An early novel prognostic model for predicting 80-day survival of patients with COVID-19

The outbreak of the novel coronavirus disease 2019 (COVID-19) has had an unprecedented impact worldwide, and it is of great significance to predict the prognosis of patients for guiding clinical management. This study aimed to construct a nomogram to predict the prognosis of COVID-19 patients. Clinical records and laboratory results were retrospectively reviewed for 331 patients with laboratory-confirmed COVID-19 from Huangshi Hospital of Traditional Chinese Medicine (TCM) (Infectious Disease Hospital) and Third Affiliated Hospital of Sun Yat-sen University. All COVID-19 patients were followed up for 80 days, and the primary outcome was defined as patient death. Cases were randomly divided into training (n=199) and validation (n=132) groups. Based on baseline data, we used statistically significant prognostic factors to construct a nomogram and assessed its performance. The patients were divided into Death (n=23) and Survival (n=308) groups. Analysis of clinical characteristics showed that these patients presented with fever (n=271, 81.9%), diarrhea (n=20, 6.0%) and had comorbidities (n=89, 26.9.0%). Multivariate Cox regression analysis showed that age, UREA and LDH were independent risk factors for predicting 80-day survival of COVID-19 patients.
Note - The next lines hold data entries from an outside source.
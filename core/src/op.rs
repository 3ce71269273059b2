//! The contract every asynchronous operation satisfies, plus the await
//! adapter that lets a task suspend on any op.

use crate::continuation::Continuation;
use crate::ctx::{self, OpCtx};
use crate::err::{Error, OpResult};
use crate::stop::StopCallback;
use parking_lot::Mutex;
use std::future::Future;
use std::pin::Pin;
use std::sync::atomic::{AtomicBool, Ordering};
use std::sync::Arc;
use std::task::{Context, Poll};

/// Outcome of [`AsyncOp::initiate`].
#[derive(Clone, Copy, Debug, PartialEq, Eq)]
pub enum Initiated {
    /// The op completed synchronously: the continuation was dropped unused
    /// and `take_result` is valid immediately.
    Done,
    /// The op suspended: the continuation will be invoked exactly once, from
    /// any thread, after the result is stored.
    Pending,
}

/// A single-result asynchronous operation.
///
/// Contract:
/// - `initiate` is called at most once per op;
/// - when `is_immediate` returns true the result is available without
///   initiation and `take_result` may be called directly;
/// - ops honor the stop token in `ctx`: a pre-requested stop fails the op
///   synchronously with [`Error::Canceled`], a mid-flight request triggers a
///   best-effort cancel through a registered stop callback;
/// - `take_result` is callable exactly once after completion.
pub trait AsyncOp {
    type Output;

    fn is_immediate(&self) -> bool {
        false
    }

    fn initiate(&mut self, ctx: &OpCtx, cont: Continuation) -> Initiated;

    fn is_failed(&self) -> bool;

    fn take_result(&mut self) -> OpResult<Self::Output>;
}

/// Shared completion rendezvous used by leaf operations.
///
/// The initiating side arms the continuation (and optionally a stop
/// callback); the completing side stores the result exactly once, drops the
/// stop callback, and resumes the armed continuation. Whichever of several
/// racing completers (event fired vs. cancel) gets there first wins.
pub struct OpSlot<T>(Arc<Mutex<SlotSt<T>>>);

struct SlotSt<T> {
    done: bool,
    taken: bool,
    result: Option<OpResult<T>>,
    cont: Continuation,
    stop_cb: Option<StopCallback>,
}

impl<T> Clone for OpSlot<T> {
    fn clone(&self) -> Self {
        OpSlot(self.0.clone())
    }
}

impl<T> Default for OpSlot<T> {
    fn default() -> Self {
        Self::new()
    }
}

impl<T> OpSlot<T> {
    pub fn new() -> Self {
        OpSlot(Arc::new(Mutex::new(SlotSt {
            done: false,
            taken: false,
            result: None,
            cont: Continuation::Null,
            stop_cb: None,
        })))
    }

    /// Arms the continuation to resume on completion. Returns false (and
    /// drops the continuation) if the op already completed: the caller
    /// should then report a synchronous completion instead.
    pub fn arm(&self, cont: Continuation) -> bool {
        let mut st = self.0.lock();
        if st.done {
            return false;
        }
        debug_assert!(!st.cont.valid(), "op slot armed twice");
        st.cont = cont;
        true
    }

    /// Attaches the stop callback guarding the op's suspended window.
    /// Returns false (dropping the callback) if the op already completed.
    pub fn set_stop_cb(&self, cb: StopCallback) -> bool {
        let mut st = self.0.lock();
        if st.done {
            return false;
        }
        st.stop_cb = Some(cb);
        true
    }

    /// Stores the result; first completion wins. The stop callback is
    /// destroyed before the continuation runs.
    pub fn complete(&self, r: OpResult<T>) -> bool {
        let (cont, stop_cb) = {
            let mut st = self.0.lock();
            if st.done {
                return false;
            }
            st.done = true;
            st.result = Some(r);
            (st.cont.take(), st.stop_cb.take())
        };
        drop(stop_cb);
        if cont.valid() {
            cont.resume();
        }
        true
    }

    pub fn is_done(&self) -> bool {
        self.0.lock().done
    }

    pub fn is_failed(&self) -> bool {
        matches!(self.0.lock().result, Some(Err(_)))
    }

    pub fn take(&self) -> OpResult<T> {
        let mut st = self.0.lock();
        assert!(st.done, "op result taken before completion");
        assert!(!st.taken, "op result taken twice");
        st.taken = true;
        st.result.take().unwrap()
    }
}

/// Awaits an async op from inside a task: initiates it with the ambient
/// context and suspends until completion unless it finishes synchronously.
///
/// Surface form of the usual early-return pattern:
/// `let v = wait(op).await?;`
pub fn wait<O: AsyncOp>(op: O) -> OpFuture<O> {
    OpFuture { op, state: WaitState::Unstarted }
}

enum WaitState {
    Unstarted,
    Waiting(Arc<AtomicBool>),
    Finished,
}

pub struct OpFuture<O: AsyncOp> {
    op: O,
    state: WaitState,
}

impl<O: AsyncOp + Unpin> Future for OpFuture<O> {
    type Output = OpResult<O::Output>;

    fn poll(self: Pin<&mut Self>, cx: &mut Context<'_>) -> Poll<Self::Output> {
        let this = self.get_mut();
        match &this.state {
            WaitState::Unstarted => {
                if this.op.is_immediate() {
                    this.state = WaitState::Finished;
                    return Poll::Ready(this.op.take_result());
                }
                let ctx = ctx::current();
                let flag = Arc::new(AtomicBool::new(false));
                let cont = {
                    let flag = flag.clone();
                    let waker = cx.waker().clone();
                    Continuation::from_fn(move || {
                        flag.store(true, Ordering::Release);
                        waker.wake();
                    })
                };
                match this.op.initiate(&ctx, cont) {
                    Initiated::Done => {
                        this.state = WaitState::Finished;
                        Poll::Ready(this.op.take_result())
                    }
                    Initiated::Pending => {
                        this.state = WaitState::Waiting(flag);
                        Poll::Pending
                    }
                }
            }
            WaitState::Waiting(flag) => {
                let done = flag.load(Ordering::Acquire);
                if !done {
                    return Poll::Pending;
                }
                this.state = WaitState::Finished;
                Poll::Ready(this.op.take_result())
            }
            WaitState::Finished => panic!("op future polled after completion"),
        }
    }
}

/// Object-safe face of `AsyncOp<Output = ()>`, used where heterogeneous ops
/// are stored (cleanup stacks, op groups).
pub(crate) trait ErasedOp: Send {
    fn is_immediate(&self) -> bool;
    fn initiate(&mut self, ctx: &OpCtx, cont: Continuation) -> Initiated;
    fn take_err(&mut self) -> Option<Error>;
}

impl<O> ErasedOp for O
where
    O: AsyncOp<Output = ()> + Send,
{
    fn is_immediate(&self) -> bool {
        AsyncOp::is_immediate(self)
    }

    fn initiate(&mut self, ctx: &OpCtx, cont: Continuation) -> Initiated {
        AsyncOp::initiate(self, ctx, cont)
    }

    fn take_err(&mut self) -> Option<Error> {
        AsyncOp::take_result(self).err()
    }
}

/// Awaits a boxed erased op, yielding its error if any.
pub(crate) fn wait_erased(op: Box<dyn ErasedOp>) -> ErasedOpFuture {
    ErasedOpFuture { op, state: WaitState::Unstarted }
}

pub(crate) struct ErasedOpFuture {
    op: Box<dyn ErasedOp>,
    state: WaitState,
}

impl Future for ErasedOpFuture {
    type Output = Option<Error>;

    fn poll(self: Pin<&mut Self>, cx: &mut Context<'_>) -> Poll<Self::Output> {
        let this = self.get_mut();
        match &this.state {
            WaitState::Unstarted => {
                if this.op.is_immediate() {
                    this.state = WaitState::Finished;
                    return Poll::Ready(this.op.take_err());
                }
                let ctx = ctx::current();
                let flag = Arc::new(AtomicBool::new(false));
                let cont = {
                    let flag = flag.clone();
                    let waker = cx.waker().clone();
                    Continuation::from_fn(move || {
                        flag.store(true, Ordering::Release);
                        waker.wake();
                    })
                };
                match this.op.initiate(&ctx, cont) {
                    Initiated::Done => {
                        this.state = WaitState::Finished;
                        Poll::Ready(this.op.take_err())
                    }
                    Initiated::Pending => {
                        this.state = WaitState::Waiting(flag);
                        Poll::Pending
                    }
                }
            }
            WaitState::Waiting(flag) => {
                let done = flag.load(Ordering::Acquire);
                if !done {
                    return Poll::Pending;
                }
                this.state = WaitState::Finished;
                Poll::Ready(this.op.take_err())
            }
            WaitState::Finished => panic!("op future polled after completion"),
        }
    }
}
We constructed a qualitative nomogram with high C-indexes (0.933 and 0.894 in the training and validation groups, respectively). The calibration curve for 80-day survival showed optimal agreement between the predicted and actual outcomes. Decision curve analysis revealed the high clinical net benefit of the nomogram. Overall, our nomogram could effectively predict the 80-day survival of COVID-19 patients and hence assist in providing optimal treatment and decreasing mortality rates.

Introduction

As of July 24, 2022, just under 567 million confirmed cases of COVID-19 and a global death toll exceeding 6.3 million deaths had been reported globally (https://www.who.int) (2022). Severe Acute Respiratory Syndrome coronavirus 2 (SARS-CoV-2) is the cause of the serious life-threatening disease known as COVID-19 (Liu et al., 2020a). COVID-19 mortality is intricately linked to the lack of access to specific therapeutic agents or vaccines (Cascella et al., 2020), given that the global health system is significantly burdened by this pandemic (Momtazmanesh et al., 2020).
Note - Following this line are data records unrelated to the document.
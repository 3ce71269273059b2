//! Tasks: future-hosted async ops.
//!
//! A task owns a hosted future producing a single result, a cleanup stack,
//! the continuation of whoever awaits it, and the context its children run
//! under. Initiation polls the future eagerly on the caller thread; wakeups
//! re-poll on the task's resumer. A task migrates between threads only at
//! resumption points, and only to the resumer named at that point.

use crate::cleanup::CleanupStack;
use crate::continuation::Continuation;
use crate::ctx::{self, OpCtx};
use crate::err::OpResult;
use crate::op::{AsyncOp, Initiated};
use crate::stop::StopSource;
use futures::future::BoxFuture;
use parking_lot::Mutex;
use std::future::Future;
use std::sync::Arc;
use std::task::{Context, Poll, Wake, Waker};

#[cfg(test)]
mod tests;

/// An async op backed by a hosted future.
///
/// Lifecycle: created -> initiated -> (possibly suspended) -> completed ->
/// consumed by the parent. By default the task inherits the stop source of
/// the context that initiates it, so cancellation propagates from root to
/// descendants through shared context handles; [`Task::set_stop_source`]
/// detaches it onto its own source. The cleanup stack is always the task's
/// own and is unwound before the parent is resumed.
pub struct Task<T: Send + 'static> {
    core: Arc<TaskCore<T>>,
    initiated: bool,
}

impl<T: Send + 'static> Task<T> {
    pub fn new<F>(fut: F) -> Self
    where
        F: Future<Output = OpResult<T>> + Send + 'static,
    {
        Task {
            core: Arc::new(TaskCore {
                st: Mutex::new(TaskSt {
                    phase: Phase::Created,
                    run: Run::Idle,
                    main: Some(Box::pin(fut)),
                    finalize: None,
                    ctx: None,
                    cleanup_ctx: None,
                    pending: None,
                    result: None,
                    taken: false,
                    parent: Continuation::Null,
                    stop_override: None,
                }),
            }),
            initiated: false,
        }
    }

    /// Replaces the inherited stop source. Must be called before initiation.
    pub fn set_stop_source(&mut self, src: StopSource) {
        assert!(!self.initiated, "set_stop_source after initiation");
        self.core.st.lock().stop_override = Some(src);
    }
}

impl<T: Send + 'static> AsyncOp for Task<T> {
    type Output = T;

    fn initiate(&mut self, ctx: &OpCtx, cont: Continuation) -> Initiated {
        assert!(!self.initiated, "task initiated twice");
        self.initiated = true;
        {
            let mut st = self.core.st.lock();
            let stop = st.stop_override.take().unwrap_or_else(|| ctx.stop_source().clone());
            st.ctx = Some(
                ctx.with_stop(stop).with_cleanup(Arc::new(CleanupStack::new())),
            );
            st.parent = cont;
            st.phase = Phase::Main;
            st.run = Run::Polling;
        }
        if TaskCore::poll_step(self.core.clone(), true) {
            Initiated::Done
        } else {
            Initiated::Pending
        }
    }

    fn is_failed(&self) -> bool {
        matches!(self.core.st.lock().result, Some(Err(_)))
    }

    fn take_result(&mut self) -> OpResult<T> {
        let mut st = self.core.st.lock();
        assert!(matches!(st.phase, Phase::Done), "task result taken before completion");
        assert!(!st.taken, "task result taken twice");
        st.taken = true;
        st.result.take().unwrap()
    }
}

#[derive(Clone, Copy, Debug)]
enum Phase {
    Created,
    Main,
    Cleanup,
    Done,
}

#[derive(Clone, Copy, Debug)]
enum Run {
    Idle,
    Polling,
    Notified,
}

struct TaskSt<T: Send + 'static> {
    phase: Phase,
    run: Run,
    main: Option<BoxFuture<'static, OpResult<T>>>,
    finalize: Option<BoxFuture<'static, ()>>,
    /// Context the hosted future runs under.
    ctx: Option<OpCtx>,
    /// Context the cleanup unwind runs under: same resumer and stack, fresh
    /// never-requested stop source.
    cleanup_ctx: Option<OpCtx>,
    /// Primary result parked while the cleanup stack unwinds.
    pending: Option<OpResult<T>>,
    result: Option<OpResult<T>>,
    taken: bool,
    parent: Continuation,
    stop_override: Option<StopSource>,
}

struct TaskCore<T: Send + 'static> {
    st: Mutex<TaskSt<T>>,
}

struct TaskWaker<T: Send + 'static> {
    core: Arc<TaskCore<T>>,
}

impl<T: Send + 'static> Wake for TaskWaker<T> {
    fn wake(self: Arc<Self>) {
        TaskCore::notify(self.core.clone());
    }

    fn wake_by_ref(self: &Arc<Self>) {
        TaskCore::notify(self.core.clone());
    }
}

impl<T: Send + 'static> TaskCore<T> {
    /// Wakeup entry point. Coalesces with an in-flight poll, otherwise posts
    /// a poll onto the task's resumer.
    fn notify(core: Arc<Self>) {
        let resumer = {
            let mut st = core.st.lock();
            match st.phase {
                Phase::Created | Phase::Done => return,
                Phase::Main | Phase::Cleanup => {}
            }
            match st.run {
                Run::Polling | Run::Notified => {
                    st.run = Run::Notified;
                    return;
                }
                Run::Idle => {
                    st.run = Run::Polling;
                    st.ctx.as_ref().unwrap().resumer().clone()
                }
            }
        };
        resumer.post(Continuation::from_fn(move || {
            Self::poll_step(core, false);
        }));
    }

    /// Drives the task while it makes progress. Returns true when the task
    /// reached `Done` within this call. The `Run` state machine guarantees a
    /// single poller; `initial` suppresses the parent resume so that a
    /// synchronous completion is reported through `Initiated::Done` instead.
    fn poll_step(core: Arc<Self>, initial: bool) -> bool {
        enum Work<T: Send + 'static> {
            Main(BoxFuture<'static, OpResult<T>>, OpCtx),
            Finalize(BoxFuture<'static, ()>, OpCtx),
        }

        loop {
            let work = {
                let mut st = core.st.lock();
                match st.phase {
                    Phase::Main => {
                        Work::Main(st.main.take().unwrap(), st.ctx.clone().unwrap())
                    }
                    Phase::Cleanup => Work::Finalize(
                        st.finalize.take().unwrap(),
                        st.cleanup_ctx.clone().unwrap(),
                    ),
                    phase => unreachable!("task polled in phase {:?}", phase),
                }
            };
            let waker = Waker::from(Arc::new(TaskWaker { core: core.clone() }));
            let mut cx = Context::from_waker(&waker);

            match work {
                Work::Main(mut main, pctx) => {
                    match ctx::scope(&pctx, || main.as_mut().poll(&mut cx)) {
                        Poll::Ready(res) => {
                            let mut st = core.st.lock();
                            st.pending = Some(res);
                            let stack = pctx.cleanup().clone();
                            st.cleanup_ctx = Some(pctx.with_stop(StopSource::new()));
                            st.finalize =
                                Some(Box::pin(async move { stack.unwind().await }));
                            st.phase = Phase::Cleanup;
                            // Absorb any stray notification; we keep polling.
                            st.run = Run::Polling;
                            continue;
                        }
                        Poll::Pending => {
                            let mut st = core.st.lock();
                            st.main = Some(main);
                            match st.run {
                                Run::Notified => {
                                    st.run = Run::Polling;
                                    continue;
                                }
                                Run::Polling => {
                                    st.run = Run::Idle;
                                    return false;
                                }
                                Run::Idle => unreachable!("task idle while polling"),
                            }
                        }
                    }
                }
                Work::Finalize(mut fin, pctx) => {
                    match ctx::scope(&pctx, || fin.as_mut().poll(&mut cx)) {
                        Poll::Ready(()) => {
                            let parent = {
                                let mut st = core.st.lock();
                                st.result = st.pending.take();
                                st.phase = Phase::Done;
                                st.run = Run::Idle;
                                st.parent.take()
                            };
                            if !initial && parent.valid() {
                                parent.resume();
                            }
                            return true;
                        }
                        Poll::Pending => {
                            let mut st = core.st.lock();
                            st.finalize = Some(fin);
                            match st.run {
                                Run::Notified => {
                                    st.run = Run::Polling;
                                    continue;
                                }
                                Run::Polling => {
                                    st.run = Run::Idle;
                                    return false;
                                }
                                Run::Idle => unreachable!("task idle while polling"),
                            }
                        }
                    }
                }
            }
        }
    }
}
Most patients have mild or common symptoms and can be discharged after symptomatic treatment. However, some patients may require further hospitalization with disease progression, presenting critical symptoms or complications, such as dyspnea, hypoxemia and acute respiratory distress syndrome (Huang et al., 2020; Zhu et al., 2020). Owing to the rapid spread of COVID-19, medical resources in many countries, especially the intensive care unit (ICU), are being over-requisitioned and almost exhausted (Wu et al., 2020b). Therefore, decreasing COVID-19-related deaths and alleviating the burden on overloaded medical facilities emphasize the need for a model for early prediction of severe disease progression and death. Many risk factors associated with severe COVID-19 disease progression have been identified, including comorbidity, older age, lower lymphocyte and higher lactate dehydrogenase (LDH), viral load and so on (Gong et al., 2020; Ji et al., 2020; Pujadas et al., 2020). Subsequently, these risk factors were harnessed to construct prediction models (Li et al., 2020a; Wu et al., 2020a; Zhou et al., 2020), such as CALL score and Patient Information Based Algorithm (PIBA) (Ji et al., 2020; Wang et al., 2020b; Schiaffino et al., 2021).
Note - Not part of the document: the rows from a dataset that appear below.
use super::*;
use crate::combinators::sync_wait;
use crate::ctx as actx;
use crate::op::wait;
use crate::task::Task;
use crate::testonly::{delayed_op, init_test_logger, manual_op};
use assert_matches::assert_matches;
use std::time::Duration;

#[test]
fn yields_values_then_exhausts() {
    let task = Task::new(async {
        let mut gen = Generator::new(|y| async move {
            for i in 1..=3u32 {
                y.emit(i).await;
            }
            Ok(())
        });
        let mut got = Vec::new();
        while let Some(v) = wait(gen.next()).await? {
            got.push(v);
        }
        // Exhausted generators keep answering None.
        assert_eq!(wait(gen.next()).await?, None);
        Ok(got)
    });
    assert_eq!(sync_wait(task).unwrap(), vec![1, 2, 3]);
}

#[test]
fn body_may_suspend_between_yields() {
    init_test_logger();
    let task = Task::new(async {
        let mut gen = Generator::new(|y| async move {
            y.emit(1u32).await;
            wait(delayed_op(Duration::from_millis(10), ())).await?;
            y.emit(2).await;
            Ok(())
        });
        let mut got = Vec::new();
        while let Some(v) = wait(gen.next()).await? {
            got.push(v);
        }
        Ok(got)
    });
    assert_eq!(sync_wait(task).unwrap(), vec![1, 2]);
}

#[test]
fn body_error_surfaces_from_next() {
    let task = Task::new(async {
        let mut gen = Generator::new(|y| async move {
            y.emit(1u32).await;
            Err(crate::err::Error::InvalidInput)
        });
        assert_eq!(wait(gen.next()).await?, Some(1));
        let err = wait(gen.next()).await.unwrap_err();
        assert_matches!(err, crate::err::Error::InvalidInput);
        // After the error is consumed the generator is exhausted.
        assert_eq!(wait(gen.next()).await?, None);
        Ok(())
    });
    sync_wait(task).unwrap();
}

#[test]
fn abandoned_generator_cleans_up_before_parent_returns() {
    init_test_logger();
    let events = std::sync::Arc::new(parking_lot::Mutex::new(Vec::new()));
    let (ev_gen, ev_guard, ev_after) = (events.clone(), events.clone(), events.clone());

    struct Guard(std::sync::Arc<parking_lot::Mutex<Vec<&'static str>>>);
    impl Drop for Guard {
        fn drop(&mut self) {
            self.0.lock().push("body dropped");
        }
    }

    let task = Task::new(async move {
        let mut gen = Generator::new(|y| async move {
            let _guard = Guard(ev_guard);
            actx::add_cleanup(Task::new(async move {
                ev_gen.lock().push("gen cleanup");
                Ok(())
            }));
            for i in 1..=3u32 {
                y.emit(i).await;
            }
            Ok(())
        });
        // Consume a single value, then abandon the generator.
        let first = wait(gen.next()).await?;
        assert_eq!(first, Some(1));
        Ok(())
    });
    sync_wait(task).unwrap();
    events.lock().push("parent returned");
    assert_eq!(*ev_after.lock(), vec!["body dropped", "gen cleanup", "parent returned"]);
}

#[test]
fn canceled_consumer_still_finalizes_generator() {
    init_test_logger();
    let events = std::sync::Arc::new(parking_lot::Mutex::new(Vec::new()));
    let ev_gen = events.clone();
    let (blocker, _trigger) = manual_op::<()>();

    let consumer = Task::new(async move {
        let mut gen = Generator::new(|y| async move {
            actx::add_cleanup(Task::new(async move {
                ev_gen.lock().push("gen cleanup");
                Ok(())
            }));
            for i in 1..=3u32 {
                y.emit(i).await;
            }
            Ok(())
        });
        let _ = wait(gen.next()).await?;
        // Blocks until the race cancels us; the generator is abandoned
        // mid-sequence.
        wait(blocker).await
    });
    let quick = Task::new(async { Ok(()) });
    let (winner, consumer_r, _quick_r) =
        sync_wait(crate::combinators::until_first_done(consumer, quick)).unwrap();
    assert_eq!(winner, 1);
    assert_matches!(consumer_r, Err(crate::err::Error::Canceled));
    assert_eq!(*events.lock(), vec!["gen cleanup"]);
}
A nomogram is a graphical representation of predictive statistical models for individual patients and also an alternative method for various types of diseases (Gong et al., 2020; Li et al., 2020b; Liu et al., 2020b; Xu et al., 2020). However, few nomograms have hitherto been developed to predict the prognosis of COVID-19 patients. In this retrospective study, we analyzed the laboratory tests of COVID-19 patients and constructed a nomogram to predict the prognosis more accurately based on baseline data from two clinical centers. Importantly, our nomogram could guide clinicians in predicting the death risk of COVID-19 patients, providing early intervention, prioritizing medical resources and reducing mortality.

Materials and methods

Data collection

Clinical records and laboratory results were retrospectively reviewed for 331 patients with COVID-19 from Huangshi Hospital of Traditional Chinese Medicine (Infectious Disease Hospital) and Third Affiliated Hospital of Sun Yat-sen University between January 20, 2020 and May 20, 2020. Patients younger than 14 years of age were excluded from the study. Two patient between 14 to 15 years old was included in this study. Demographic data, including age, sex, clinical signs and symptoms such as fever and diarrhea, presence of comorbidities and clinical laboratory test results, were all collected upon admission. All included COVID-19 patients were followed up for 80 days on admission by phone to determine whether they survived (Survival group) or not (Death group).

The study was approved by the Ethics Committee of Third Affiliated Hospital of Sun Yat-sen University and the Ethics Commission of Huangshi Infectious Disease Hospital and exempted from informed consent given the retrospective nature of this study.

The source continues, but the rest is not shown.